# Homework Help: Another christoffel symbols from the metric question

1. Mar 29, 2012

### Ai52487963

Another "christoffel symbols from the metric" question

1. The problem statement, all variables and given/known data

Find the Christoffel symbols from the metric:

$$ds^2 = -A(r)dt^2 + B(r)dr^2$$

2. Relevant equations

$$\frac{d}{dt} \left( \frac{\partial L}{\partial \dot{x^a}} \right) = \frac{\partial L}{\partial x^a}$$

3. The attempt at a solution

Pretty straight forward, but I'm not seeing where one of the cross-terms comes from.

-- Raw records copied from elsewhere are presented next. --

//! Bounded I/O helpers for the detection pipeline.
//!
//! Every phase of a detection starts from offset 0 of the same handle, so
//! these helpers take any `Read + Seek` source and never assume a position
//! left behind by an earlier phase. Files opened by path are mapped instead
//! of copied, so their structural image is never cut short.

use std::fs::File;
use std::io::{self, Read, Seek, SeekFrom};
use std::ops::Deref;

use memmap2::Mmap;
use tracing::{debug, warn};

/// Number of bytes the format sniffer classifies.
pub const HEADER_SIZE: usize = 8;

/// A bounded reader that limits the amount of data read.
pub struct BoundedReader<R> {
    inner: R,
    bytes_read: u64,
    limit: u64,
}

impl<R: Read> BoundedReader<R> {
    pub fn new(reader: R, limit: u64) -> Self {
        Self {
            inner: reader,
            bytes_read: 0,
            limit,
        }
    }

    pub fn bytes_read(&self) -> u64 {
        self.bytes_read
    }

    /// True once the limit has been consumed.
    pub fn exhausted(&self) -> bool {
        self.bytes_read >= self.limit
    }
}

impl<R: Read> Read for BoundedReader<R> {
    fn read(&mut self, buf: &mut [u8]) -> io::Result<usize> {
        if self.bytes_read >= self.limit {
            return Ok(0); // EOF
        }

        let remaining = self.limit - self.bytes_read;
        let max_to_read = std::cmp::min(buf.len() as u64, remaining) as usize;
        let n = self.inner.read(&mut buf[..max_to_read])?;
        self.bytes_read += n as u64;
        Ok(n)
    }
}

/// Bytes handed to the structural analyzers
#[derive(Debug)]
pub enum Image {
    /// Read-only map of a whole file
    Mapped(Mmap),
    /// Bounded copy taken from a generic reader
    Buffered(Vec<u8>),
}

impl Deref for Image {
    type Target = [u8];

    fn deref(&self) -> &[u8] {
        match self {
            Image::Mapped(mmap) => mmap,
            Image::Buffered(data) => data,
        }
    }
}

/// Map the whole of `file` read-only.
pub fn map_file(file: &File) -> io::Result<Image> {
    // Safety: the map is read-only and lives no longer than the detection
    // that borrows it.
    let mmap = unsafe { Mmap::map(file)? };
    debug!(len = mmap.len(), "mapped image");
    Ok(Image::Mapped(mmap))
}

/// Move the read position back to the start of the source.
pub fn rewind<R: Seek + ?Sized>(reader: &mut R) -> io::Result<()> {
    reader.seek(SeekFrom::Start(0)).map(|_| ())
}

/// Read exactly the classification header.
///
/// Sources shorter than [`HEADER_SIZE`] fail with `UnexpectedEof`.
pub fn read_header<R: Read + ?Sized>(reader: &mut R) -> io::Result<[u8; HEADER_SIZE]> {
    let mut header = [0u8; HEADER_SIZE];
    reader.read_exact(&mut header)?;
    Ok(header)
}

/// Read up to `limit` bytes from the current position. I/O errors are
/// returned to the caller.
pub fn read_bounded<R: Read>(reader: &mut R, limit: u64) -> io::Result<Vec<u8>> {
    let mut bounded = BoundedReader::new(reader, limit);
    let mut data = Vec::new();
    bounded.read_to_end(&mut data)?;
    if bounded.exhausted() {
        warn!(limit, "read limit reached, analyzing prefix only");
    }
    Ok(data)
}

/// Fill up to `limit` bytes from the current position, keeping whatever was
/// read before an error or EOF.
pub fn read_window<R: Read>(reader: &mut R, limit: usize) -> Vec<u8> {
    let mut window = vec![0u8; limit];
    let mut filled = 0;
    while filled < limit {
        match reader.read(&mut window[filled..]) {
            Ok(0) => break,
            Ok(n) => filled += n,
            Err(e) if e.kind() == io::ErrorKind::Interrupted => continue,
            Err(e) => {
                debug!(error = %e, filled, "window read stopped early");
                break;
            }
        }
    }
    window.truncate(filled);
    window
}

I used the euler-lagrange eqns to rearrange for the equation of motion so I could just read the christoffel symbols off:

the t-component of the E-L eqns is zero, so moving on to the r...

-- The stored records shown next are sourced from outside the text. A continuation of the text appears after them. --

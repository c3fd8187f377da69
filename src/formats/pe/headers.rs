//! PE header parsing

use crate::formats::pe::types::*;
use crate::formats::pe::utils::{u16_at, u32_at, u64_at};

/// Parse DOS header from data
pub fn parse_dos_header(data: &[u8]) -> Result<DosHeader> {
    if data.len() < 64 {
        return Err(PeError::TruncatedHeader {
            expected: 64,
            actual: data.len(),
        });
    }

    let e_magic = u16_at(data, 0)?;
    if e_magic != DOS_SIGNATURE {
        return Err(PeError::InvalidDosSignature);
    }

    Ok(DosHeader {
        e_magic,
        e_lfanew: u32_at(data, 60)?,
    })
}

/// Parse COFF header from data at offset
pub fn parse_coff_header(data: &[u8], offset: usize) -> Result<CoffHeader> {
    let end = offset + COFF_HEADER_SIZE;
    if end > data.len() {
        return Err(PeError::TruncatedHeader {
            expected: end,
            actual: data.len(),
        });
    }

    Ok(CoffHeader {
        machine: Machine::from(u16_at(data, offset)?),
        number_of_sections: u16_at(data, offset + 2)?,
        time_date_stamp: u32_at(data, offset + 4)?,
        size_of_optional_header: u16_at(data, offset + 16)?,
        characteristics: u16_at(data, offset + 18)?,
    })
}

/// Parse optional header from data at offset
pub fn parse_optional_header(data: &[u8], offset: usize, size: u16) -> Result<OptionalHeader> {
    if size < 2 {
        return Err(PeError::TruncatedHeader {
            expected: offset + 2,
            actual: offset + size as usize,
        });
    }

    if offset + size as usize > data.len() {
        return Err(PeError::TruncatedHeader {
            expected: offset + size as usize,
            actual: data.len(),
        });
    }

    let magic = u16_at(data, offset)?;
    let minimum = match magic {
        PE32_MAGIC => 96,
        PE32PLUS_MAGIC => 112,
        _ => return Err(PeError::InvalidMagic(magic)),
    };

    if (size as usize) < minimum {
        return Err(PeError::TruncatedHeader {
            expected: offset + minimum,
            actual: offset + size as usize,
        });
    }

    let address_of_entry_point = u32_at(data, offset + 16)?;
    let header = if magic == PE32_MAGIC {
        OptionalHeader::Pe32 {
            address_of_entry_point,
            image_base: u32_at(data, offset + 28)?,
            number_of_rva_and_sizes: u32_at(data, offset + 92)?,
        }
    } else {
        OptionalHeader::Pe32Plus {
            address_of_entry_point,
            image_base: u64_at(data, offset + 24)?,
            number_of_rva_and_sizes: u32_at(data, offset + 108)?,
        }
    };

    Ok(header)
}

/// Parse the data directory array.
///
/// Entries past the end of the optional header or the image are treated as
/// absent; the result is always padded to 16 entries.
pub fn parse_data_directories(
    data: &[u8],
    offset: usize,
    count: u32,
    available: usize,
) -> Vec<DataDirectory> {
    let count = (count as usize)
        .min(IMAGE_NUMBEROF_DIRECTORY_ENTRIES)
        .min(available / 8);

    let mut directories: Vec<DataDirectory> = (0..count)
        .map_while(|i| {
            let dir_offset = offset + i * 8;
            Some(DataDirectory {
                virtual_address: u32_at(data, dir_offset).ok()?,
                size: u32_at(data, dir_offset + 4).ok()?,
            })
        })
        .collect();

    // Pad with empty directories if needed
    directories.resize(IMAGE_NUMBEROF_DIRECTORY_ENTRIES, DataDirectory::default());
    directories
}

/// Parse NT headers (PE signature + COFF + Optional)
pub fn parse_nt_headers(data: &[u8], offset: usize) -> Result<(NtHeaders, Vec<DataDirectory>)> {
    // Check PE signature
    let signature = offset
        .checked_add(4)
        .and_then(|end| data.get(offset..end))
        .ok_or(PeError::TruncatedHeader {
            expected: offset.saturating_add(4),
            actual: data.len(),
        })?;

    if signature != PE_SIGNATURE {
        return Err(PeError::InvalidPeSignature);
    }

    // Parse COFF header
    let coff_header = parse_coff_header(data, offset + 4)?;

    // Parse optional header
    let opt_offset = offset + 4 + COFF_HEADER_SIZE;
    let opt_size = coff_header.size_of_optional_header;
    let optional_header = parse_optional_header(data, opt_offset, opt_size)?;

    // Parse data directories
    let dir_start = optional_header.data_directory_offset();
    let directories = parse_data_directories(
        data,
        opt_offset + dir_start,
        optional_header.number_of_rva_and_sizes(),
        (opt_size as usize).saturating_sub(dir_start),
    );

    let nt_headers = NtHeaders {
        file_header: coff_header,
        optional_header,
    };

    Ok((nt_headers, directories))
}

$$\frac{d}{dt} \left( \frac{\partial L}{\partial \dot{r}} \right) = \frac{\partial L}{\partial r}$$

$$\Rightarrow \frac{d}{dt} \left( 2B(r)\dot{r} \right) = -A'(r)\dot{t}^2 + B'(r)\dot{r}^2$$

$$\Rightarrow 2B'(r)\dot{r} + 2B(r)\ddot{r} = -A'(r)\dot{t}^2 + B'(r)\dot{r}^2$$

$$\Rightarrow 2B(r)\ddot{r} + 2B'(r)\dot{r} - B'(r)\dot{r}^2 + A'(r)\dot{t}^2 = 0$$

$$\Rightarrow \ddot{r} + \frac{B'(r)}{B(r)}\dot{r} - \frac{B'(r)}{2B(r)}\dot{r}^2 + \frac{A'(r)}{2B(r)}\dot{t}^2 = 0$$

But I'm not seeing how the answer given tells us that

$$\Gamma^r_{tt} = \frac{A'(r)}{2B(r)}$$
$$\Gamma^r_{tr} = \frac{A'(r)}{2A(r)}$$
$$\Gamma^r_{rr} = \frac{B'(r)}{2B(r)}$$

From my EOM's it looks like I have the r_rr and r_tt symbols, but I'm not seeing where this r_tr symbol is supposed to come from. I have an extraneous rdot floating around that doesn't have a corresponding tdot , but even if it did, there has to be an A' in the numerator of that factor, so what gives? Where'd I go wrong?

2. Mar 29, 2012

### Dick

Re: Another "christoffel symbols from the metric" question

t is a coordinate. Just like r. Don't presume that the "dot" means derivative with respect to t. Write your Euler-Lagrange equation with "dot" meaning derivative with respect to some arbitrary parameter $\eta$:

$\frac{d}{d \eta} \left( \frac{\partial L}{\partial \dot{x^a}} \right) = \frac{\partial L}{\partial x^a}$

Last edited: Mar 29, 2012
3. Mar 29, 2012

### Ai52487963

Re: Another "christoffel symbols from the metric" question

I agree and it makes sense that I should have a tdot * rdot cross-term, but I'm not seeing where this phantom A' is coming from in that cross-term.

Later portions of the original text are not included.